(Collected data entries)

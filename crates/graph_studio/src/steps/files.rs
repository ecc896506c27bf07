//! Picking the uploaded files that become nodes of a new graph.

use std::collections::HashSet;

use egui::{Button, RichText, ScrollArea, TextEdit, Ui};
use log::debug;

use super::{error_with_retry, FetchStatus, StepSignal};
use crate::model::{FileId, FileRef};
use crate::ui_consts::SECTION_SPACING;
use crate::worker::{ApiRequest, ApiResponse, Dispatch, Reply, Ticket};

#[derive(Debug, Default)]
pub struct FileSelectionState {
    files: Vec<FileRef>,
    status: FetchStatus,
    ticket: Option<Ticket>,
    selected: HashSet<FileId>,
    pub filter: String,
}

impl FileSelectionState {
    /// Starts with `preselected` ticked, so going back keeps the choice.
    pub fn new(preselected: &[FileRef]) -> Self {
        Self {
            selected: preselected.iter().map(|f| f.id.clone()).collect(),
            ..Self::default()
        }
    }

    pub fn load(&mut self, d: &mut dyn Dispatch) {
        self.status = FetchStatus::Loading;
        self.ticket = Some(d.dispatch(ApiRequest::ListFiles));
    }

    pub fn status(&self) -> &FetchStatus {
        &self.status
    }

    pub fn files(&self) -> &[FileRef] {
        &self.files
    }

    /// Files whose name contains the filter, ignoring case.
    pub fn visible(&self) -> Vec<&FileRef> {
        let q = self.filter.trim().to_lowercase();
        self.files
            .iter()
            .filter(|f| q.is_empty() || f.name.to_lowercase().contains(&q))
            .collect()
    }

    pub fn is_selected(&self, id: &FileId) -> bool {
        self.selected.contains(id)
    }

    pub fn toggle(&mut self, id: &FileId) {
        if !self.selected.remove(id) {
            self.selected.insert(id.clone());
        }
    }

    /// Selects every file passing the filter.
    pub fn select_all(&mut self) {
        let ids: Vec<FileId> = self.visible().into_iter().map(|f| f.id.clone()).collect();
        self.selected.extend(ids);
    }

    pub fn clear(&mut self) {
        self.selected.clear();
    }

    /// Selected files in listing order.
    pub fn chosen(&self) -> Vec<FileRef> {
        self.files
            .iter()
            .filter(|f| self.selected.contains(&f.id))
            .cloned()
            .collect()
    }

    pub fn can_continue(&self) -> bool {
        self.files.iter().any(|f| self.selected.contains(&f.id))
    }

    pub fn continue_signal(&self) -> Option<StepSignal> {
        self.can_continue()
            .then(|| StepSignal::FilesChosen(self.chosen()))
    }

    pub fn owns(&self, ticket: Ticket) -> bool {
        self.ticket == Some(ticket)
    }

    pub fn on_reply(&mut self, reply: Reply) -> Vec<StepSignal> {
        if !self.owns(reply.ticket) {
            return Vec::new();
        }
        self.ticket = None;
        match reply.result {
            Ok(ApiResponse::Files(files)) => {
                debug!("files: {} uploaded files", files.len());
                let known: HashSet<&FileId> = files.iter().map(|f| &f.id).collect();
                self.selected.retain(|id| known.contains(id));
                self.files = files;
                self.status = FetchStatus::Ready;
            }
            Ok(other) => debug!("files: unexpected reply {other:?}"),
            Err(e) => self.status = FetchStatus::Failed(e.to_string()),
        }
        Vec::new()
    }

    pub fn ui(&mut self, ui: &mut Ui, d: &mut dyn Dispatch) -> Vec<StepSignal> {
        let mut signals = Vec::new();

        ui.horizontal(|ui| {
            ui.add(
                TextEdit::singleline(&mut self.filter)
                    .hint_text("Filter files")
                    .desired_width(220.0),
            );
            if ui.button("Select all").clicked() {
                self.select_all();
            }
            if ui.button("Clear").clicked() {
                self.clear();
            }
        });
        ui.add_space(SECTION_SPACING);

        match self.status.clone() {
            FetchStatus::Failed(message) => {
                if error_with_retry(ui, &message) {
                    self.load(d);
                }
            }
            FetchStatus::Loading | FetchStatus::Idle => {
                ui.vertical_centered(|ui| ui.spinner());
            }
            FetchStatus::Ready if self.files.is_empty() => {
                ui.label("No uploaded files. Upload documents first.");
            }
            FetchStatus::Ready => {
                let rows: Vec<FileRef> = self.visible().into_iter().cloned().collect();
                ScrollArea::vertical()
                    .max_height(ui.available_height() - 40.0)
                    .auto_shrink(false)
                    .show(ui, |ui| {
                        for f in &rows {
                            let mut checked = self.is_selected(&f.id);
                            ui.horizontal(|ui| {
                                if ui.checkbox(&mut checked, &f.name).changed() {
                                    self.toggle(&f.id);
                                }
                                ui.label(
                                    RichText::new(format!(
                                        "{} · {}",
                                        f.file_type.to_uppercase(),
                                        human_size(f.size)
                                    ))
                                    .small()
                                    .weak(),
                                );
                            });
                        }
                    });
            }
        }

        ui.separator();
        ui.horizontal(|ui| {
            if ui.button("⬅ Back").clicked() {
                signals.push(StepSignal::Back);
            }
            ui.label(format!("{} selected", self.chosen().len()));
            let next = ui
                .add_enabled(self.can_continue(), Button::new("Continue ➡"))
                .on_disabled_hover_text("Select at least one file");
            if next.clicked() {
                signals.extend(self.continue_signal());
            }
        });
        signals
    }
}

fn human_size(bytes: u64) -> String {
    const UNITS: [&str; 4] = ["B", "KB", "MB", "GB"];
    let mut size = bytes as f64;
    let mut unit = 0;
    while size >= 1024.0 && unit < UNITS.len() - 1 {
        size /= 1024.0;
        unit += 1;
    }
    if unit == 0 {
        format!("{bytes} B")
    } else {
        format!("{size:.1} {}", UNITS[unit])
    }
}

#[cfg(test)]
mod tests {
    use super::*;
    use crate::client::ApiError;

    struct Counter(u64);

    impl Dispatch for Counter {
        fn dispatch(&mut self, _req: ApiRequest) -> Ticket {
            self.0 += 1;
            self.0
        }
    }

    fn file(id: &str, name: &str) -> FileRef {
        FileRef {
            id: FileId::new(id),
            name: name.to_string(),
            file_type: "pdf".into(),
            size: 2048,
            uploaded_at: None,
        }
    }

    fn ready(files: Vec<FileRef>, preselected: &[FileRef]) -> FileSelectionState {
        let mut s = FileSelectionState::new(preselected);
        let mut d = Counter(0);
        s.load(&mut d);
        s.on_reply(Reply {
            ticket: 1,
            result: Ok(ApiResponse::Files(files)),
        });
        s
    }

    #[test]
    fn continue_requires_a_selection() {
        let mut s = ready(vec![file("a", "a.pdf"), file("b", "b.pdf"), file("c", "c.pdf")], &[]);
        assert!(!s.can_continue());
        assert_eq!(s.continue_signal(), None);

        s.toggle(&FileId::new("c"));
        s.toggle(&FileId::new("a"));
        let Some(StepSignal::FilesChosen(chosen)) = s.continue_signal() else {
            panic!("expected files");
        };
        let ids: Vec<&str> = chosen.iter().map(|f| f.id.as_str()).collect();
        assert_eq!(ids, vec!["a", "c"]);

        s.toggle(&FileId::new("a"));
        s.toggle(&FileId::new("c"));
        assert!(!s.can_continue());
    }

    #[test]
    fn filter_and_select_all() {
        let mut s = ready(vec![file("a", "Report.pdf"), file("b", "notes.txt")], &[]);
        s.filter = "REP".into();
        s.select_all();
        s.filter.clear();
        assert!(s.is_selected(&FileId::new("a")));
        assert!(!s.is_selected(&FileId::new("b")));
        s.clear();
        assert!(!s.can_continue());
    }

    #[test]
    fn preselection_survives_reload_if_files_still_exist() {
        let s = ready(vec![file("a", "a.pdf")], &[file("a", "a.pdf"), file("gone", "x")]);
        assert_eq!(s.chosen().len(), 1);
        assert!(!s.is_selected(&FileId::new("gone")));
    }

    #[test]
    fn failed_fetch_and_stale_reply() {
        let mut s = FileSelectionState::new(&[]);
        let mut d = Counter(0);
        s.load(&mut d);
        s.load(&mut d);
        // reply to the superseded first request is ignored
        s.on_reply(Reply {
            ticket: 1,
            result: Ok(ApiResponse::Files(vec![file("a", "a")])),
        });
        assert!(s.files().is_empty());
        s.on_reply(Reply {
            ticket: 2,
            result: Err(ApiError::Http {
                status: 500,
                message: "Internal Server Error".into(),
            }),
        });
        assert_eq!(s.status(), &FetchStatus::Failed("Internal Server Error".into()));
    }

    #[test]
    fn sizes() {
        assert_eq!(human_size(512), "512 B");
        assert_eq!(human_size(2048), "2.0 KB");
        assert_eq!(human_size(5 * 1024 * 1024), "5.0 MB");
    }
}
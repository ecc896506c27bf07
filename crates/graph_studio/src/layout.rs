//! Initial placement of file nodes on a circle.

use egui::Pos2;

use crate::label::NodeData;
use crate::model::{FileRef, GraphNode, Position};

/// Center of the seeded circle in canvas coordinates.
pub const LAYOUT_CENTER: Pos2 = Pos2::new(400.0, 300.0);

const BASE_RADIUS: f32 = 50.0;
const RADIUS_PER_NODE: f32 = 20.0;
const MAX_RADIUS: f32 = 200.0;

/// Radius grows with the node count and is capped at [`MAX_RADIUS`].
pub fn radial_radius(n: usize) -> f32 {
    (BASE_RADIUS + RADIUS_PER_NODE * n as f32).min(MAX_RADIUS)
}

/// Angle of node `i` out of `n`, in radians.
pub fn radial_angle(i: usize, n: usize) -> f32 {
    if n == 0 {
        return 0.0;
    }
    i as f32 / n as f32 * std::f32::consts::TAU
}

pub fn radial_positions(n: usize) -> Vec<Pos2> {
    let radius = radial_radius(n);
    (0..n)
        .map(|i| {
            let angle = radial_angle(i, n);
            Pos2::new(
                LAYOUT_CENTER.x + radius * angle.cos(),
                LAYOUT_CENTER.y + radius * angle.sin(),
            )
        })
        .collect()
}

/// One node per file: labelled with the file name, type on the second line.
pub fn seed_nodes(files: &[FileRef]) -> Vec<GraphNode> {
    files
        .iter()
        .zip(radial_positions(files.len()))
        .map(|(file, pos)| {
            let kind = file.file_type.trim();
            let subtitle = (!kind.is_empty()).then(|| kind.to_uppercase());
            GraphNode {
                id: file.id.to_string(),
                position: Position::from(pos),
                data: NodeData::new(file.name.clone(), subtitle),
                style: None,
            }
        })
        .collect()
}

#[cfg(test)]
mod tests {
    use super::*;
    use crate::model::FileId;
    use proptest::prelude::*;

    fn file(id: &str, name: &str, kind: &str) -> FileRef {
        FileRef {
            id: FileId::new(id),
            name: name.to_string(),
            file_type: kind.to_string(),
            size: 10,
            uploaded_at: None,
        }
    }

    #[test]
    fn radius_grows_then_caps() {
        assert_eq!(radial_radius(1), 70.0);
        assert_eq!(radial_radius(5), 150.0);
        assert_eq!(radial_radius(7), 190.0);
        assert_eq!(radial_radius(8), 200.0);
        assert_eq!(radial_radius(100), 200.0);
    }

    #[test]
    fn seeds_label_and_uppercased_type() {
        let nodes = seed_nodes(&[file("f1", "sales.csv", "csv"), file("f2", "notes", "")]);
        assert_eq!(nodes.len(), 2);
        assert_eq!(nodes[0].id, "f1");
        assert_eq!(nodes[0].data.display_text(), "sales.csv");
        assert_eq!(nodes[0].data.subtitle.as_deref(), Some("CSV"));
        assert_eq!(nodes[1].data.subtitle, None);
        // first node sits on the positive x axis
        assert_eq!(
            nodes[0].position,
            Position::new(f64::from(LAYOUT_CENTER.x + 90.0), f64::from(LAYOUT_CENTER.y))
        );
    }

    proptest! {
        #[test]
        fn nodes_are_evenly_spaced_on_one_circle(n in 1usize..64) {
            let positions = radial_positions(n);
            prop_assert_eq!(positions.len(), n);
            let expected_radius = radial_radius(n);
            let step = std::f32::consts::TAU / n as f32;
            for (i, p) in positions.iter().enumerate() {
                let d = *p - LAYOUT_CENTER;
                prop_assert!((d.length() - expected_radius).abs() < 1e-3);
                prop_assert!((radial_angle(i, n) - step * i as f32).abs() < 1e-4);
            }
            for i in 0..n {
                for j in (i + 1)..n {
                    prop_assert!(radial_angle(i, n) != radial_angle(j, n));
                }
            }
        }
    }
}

▶ _ACTIVITY_
Using the records above, repeat exactly the lines from the first one through the line with "use crate::ui_consts::SECTION_SPACING;".

▶ _EXERCISE RESULT_
filename crates/graph_studio/src/steps/files.rs
repository ecc896506c27bf07
//! Picking the uploaded files that become nodes of a new graph.

use std::collections::HashSet;

use egui::{Button, RichText, ScrollArea, TextEdit, Ui};
use log::debug;

use super::{error_with_retry, FetchStatus, StepSignal};
use crate::model::{FileId, FileRef};
use crate::ui_consts::SECTION_SPACING;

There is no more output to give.